Can cryptocurrencies exist as legitimate media of exchange and as digital assets, or will CBDCs take over?
Crypto was a Greek word known to few, till the launch of Bitcoin in 2009. Today, as per various estimates, we have around 4,500-5,000 different cryptocurrencies available, led by market leaders Bitcoin, Ethereum, Binance Coin and XRP.
Cryptocurrency can be summarised as a digital asset, a medium of exchange that can be used as a form of payment, exchanged online for goods and services. Cryptos use digital ledgers using blockchain technology to store the data of transactions and users.
The main debate among supporters, opponents and regulators is whether crypto is only a medium of exchange or an investable asset. If used only as a medium of exchange (company and cross company specific coins, tokens), there may not have been any issues. But the question has arisen because many companies, institutional investors and retail investors have started investing in these volatile currencies, whereas technically, it has no characteristics to be termed as an asset with a store of value. And owing to this speculative and volatile nature, one surely can’t hedge it or take any sort of insurance to protect against it.
Hackers’ attacks, ransom stories and the recent fraud of DeFi100 coins have added fuel to the debate which was already heated when recently Elon Musk announced Tesla would stop accepting Bitcoin because of the potential environmental damage Bitcoin mining resulted in, months after starting accepting Bitcoins in March 2021. This, along with China's restrictions, resulted in crypto prices going down, ranging from 30 per cent to 50 per cent.
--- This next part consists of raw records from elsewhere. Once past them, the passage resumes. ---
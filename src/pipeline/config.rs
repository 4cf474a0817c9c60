use std::path::{Path, PathBuf};
use std::time::Duration;

use anyhow::Context;

use crate::config::{
    find_default_config, load_config, resolve_relative, AppConfig, CONFIG_ENV, CONFIG_FILENAME,
};
use crate::content::gemini::{GeminiConfig, DEFAULT_ENDPOINT, DEFAULT_MODEL};
use crate::content::prompts::{default_prompt_files, load_section_prompt, DEFAULT_PROMPTS_DIR};
use crate::export::{ExportStrategy, PdfExporter, DEFAULT_SOFFICE};

pub const DEFAULT_TEMPLATE: &str = "template.docx";
pub const DEFAULT_API_KEY_ENV: &str = "GEMINI_API_KEY";
pub const DEFAULT_SECRETS_FILE: &str = "secrets.toml";
pub const DEFAULT_TRACE_DIR: &str = "_trace";

/// Command-line values that take precedence over the config file.
#[derive(Clone, Debug, Default)]
pub struct ConfigOverrides {
    pub config_path: Option<PathBuf>,
    pub template: Option<PathBuf>,
    pub output_dir: Option<PathBuf>,
    pub model: Option<String>,
    pub pdf: bool,
}

#[derive(Clone, Debug)]
pub struct PipelineConfig {
    pub config_path: Option<PathBuf>,

    pub template: PathBuf,
    pub output_dir: PathBuf,
    pub render_line_breaks: bool,

    pub model: String,
    pub endpoint: String,
    pub temperature: f32,
    pub max_output_tokens: u32,
    pub timeout: Duration,
    pub api_key_env: String,
    pub secrets_file: PathBuf,
    pub prompt_template: String,

    pub pdf: bool,
    pub soffice: PathBuf,
    pub strategies: Vec<ExportStrategy>,

    pub trace_enabled: bool,
    pub trace_dir: PathBuf,
}

impl PipelineConfig {
    pub fn from_overrides(overrides: ConfigOverrides) -> anyhow::Result<Self> {
        let cwd = std::env::current_dir().unwrap_or_else(|_| PathBuf::from("."));

        let cfg_file = overrides
            .config_path
            .clone()
            .or_else(|| std::env::var(CONFIG_ENV).ok().map(PathBuf::from))
            .or_else(|| find_default_config(&cwd, CONFIG_FILENAME));

        let mut file_cfg = AppConfig::default();
        if let Some(p) = cfg_file.as_ref() {
            if p.exists() {
                file_cfg = load_config(p)?;
            } else if overrides.config_path.is_some() {
                anyhow::bail!("config file not found: {}", p.display());
            }
        }
        let base_dir = cfg_file
            .as_ref()
            .filter(|p| p.exists())
            .and_then(|p| p.parent())
            .map(Path::to_path_buf)
            .filter(|p| !p.as_os_str().is_empty())
            .unwrap_or_else(|| cwd.clone());

        Self::resolve(file_cfg, cfg_file, &base_dir, &cwd, overrides)
    }

    fn resolve(
        file_cfg: AppConfig,
        config_path: Option<PathBuf>,
        base_dir: &Path,
        cwd: &Path,
        overrides: ConfigOverrides,
    ) -> anyhow::Result<Self> {
        let AppConfig {
            report,
            provider,
            export,
            trace,
        } = file_cfg;

        let template = overrides.template.unwrap_or_else(|| {
            report
                .template
                .as_deref()
                .map(|t| resolve_relative(base_dir, t))
                .unwrap_or_else(|| cwd.join(DEFAULT_TEMPLATE))
        });
        let output_dir = overrides.output_dir.unwrap_or_else(|| {
            report
                .output_dir
                .as_deref()
                .map(|d| resolve_relative(base_dir, d))
                .unwrap_or_else(|| cwd.to_path_buf())
        });

        let prompt_template = load_section_prompt(base_dir, provider.prompt.as_deref())?;

        let trace_dir = trace
            .dir
            .as_deref()
            .map(|d| resolve_relative(base_dir, d))
            .unwrap_or_else(|| output_dir.join(DEFAULT_TRACE_DIR));

        Ok(Self {
            config_path: config_path.filter(|p| p.exists()),
            template,
            output_dir,
            render_line_breaks: report.render_line_breaks.unwrap_or(false),

            model: overrides
                .model
                .or(provider.model)
                .map(|m| m.trim().to_string())
                .filter(|m| !m.is_empty())
                .unwrap_or_else(|| DEFAULT_MODEL.to_string()),
            endpoint: provider
                .endpoint
                .unwrap_or_else(|| DEFAULT_ENDPOINT.to_string()),
            temperature: provider.temperature.unwrap_or(0.2),
            max_output_tokens: provider.max_output_tokens.unwrap_or(800),
            timeout: Duration::from_secs(provider.timeout_secs.unwrap_or(120)),
            api_key_env: provider
                .api_key_env
                .unwrap_or_else(|| DEFAULT_API_KEY_ENV.to_string()),
            secrets_file: resolve_relative(
                &base_dir,
                provider
                    .secrets_file
                    .as_deref()
                    .unwrap_or(DEFAULT_SECRETS_FILE),
            ),
            prompt_template,

            pdf: overrides.pdf || export.pdf.unwrap_or(false),
            soffice: export
                .soffice
                .map(PathBuf::from)
                .unwrap_or_else(|| PathBuf::from(DEFAULT_SOFFICE)),
            strategies: export
                .strategies
                .unwrap_or_else(|| vec![ExportStrategy::Desktop, ExportStrategy::Headless]),

            trace_enabled: trace.enabled.unwrap_or(false),
            trace_dir,
        })
    }

    pub fn gemini_config(&self, api_key: impl Into<String>) -> GeminiConfig {
        GeminiConfig {
            api_key: api_key.into(),
            endpoint: self.endpoint.clone(),
            model: self.model.clone(),
            temperature: self.temperature,
            max_output_tokens: self.max_output_tokens,
            timeout: self.timeout,
            prompt_template: self.prompt_template.clone(),
        }
    }

    pub fn exporter(&self) -> PdfExporter {
        PdfExporter::new(self.strategies.clone(), self.soffice.clone())
    }
}

pub fn init_default_config(dir: &Path, force: bool) -> anyhow::Result<PathBuf> {
    std::fs::create_dir_all(dir)
        .with_context(|| format!("create config dir: {}", dir.display()))?;
    let cfg_path = dir.join(CONFIG_FILENAME);

    let prompts_dir = dir.join(DEFAULT_PROMPTS_DIR);
    std::fs::create_dir_all(&prompts_dir)
        .with_context(|| format!("create prompts dir: {}", prompts_dir.display()))?;

    for (fname, body) in default_prompt_files() {
        let p = prompts_dir.join(fname);
        if p.exists() && !force {
            continue;
        }
        std::fs::write(&p, body).with_context(|| format!("write prompt: {}", p.display()))?;
    }

    if cfg_path.exists() && !force {
        return Ok(cfg_path);
    }

    std::fs::write(&cfg_path, DEFAULT_CONFIG_TOML)
        .with_context(|| format!("write config: {}", cfg_path.display()))?;
    Ok(cfg_path)
}

const DEFAULT_CONFIG_TOML: &str = r#"[report]
template = "template.docx"
output_dir = "."
# Write newlines in field values (e.g. the student list) as line breaks.
render_line_breaks = false

[provider]
model = "gemini-1.5-pro"
endpoint = "https://generativelanguage.googleapis.com/v1beta"
temperature = 0.2
max_output_tokens = 800
timeout_secs = 120
# The API key is read from secrets_file (key = api_key_env), then the environment.
api_key_env = "GEMINI_API_KEY"
secrets_file = "secrets.toml"
prompt = "prompts/section.txt"

[export]
pdf = false
soffice = "soffice"
# "desktop" = Microsoft Word (macOS/Windows), "headless" = LibreOffice.
strategies = ["desktop", "headless"]

[trace]
enabled = false
dir = "_trace"
"#;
This was interesting as Musk is known as a strong proponent of crypto, with his known love and investment in several currencies.
Coming to the environmental issues, some researchers argue that enormous amounts of CO2 are emitted when cryptos like Bitcoins and Ethereum are mined, though others say actually, many cryptos are using renewable energy for mining.
Regulators have been divided on crypto as a tool for investment. China has banned cryptos twice, in 2013 and 2017, but the current decision of a tougher ban on banks and payment companies offering crypto-related services has been severe on cryptos, on top of Musk’s public pronouncements. On the one hand, European Central Bank has warned that cryptos run risk of affecting the financial system, on the other, the US Securities and Exchange Commission is in favour of regulating crypto trading. In India, RBI had restricted banks from dealing in all crypto transactions, but this was overturned by the Supreme Court later. However recently, RBI has again indirectly urged banks and financial institutions to refrain from financing these highly volatile assets. There also have been talks of India completely banning cryptos.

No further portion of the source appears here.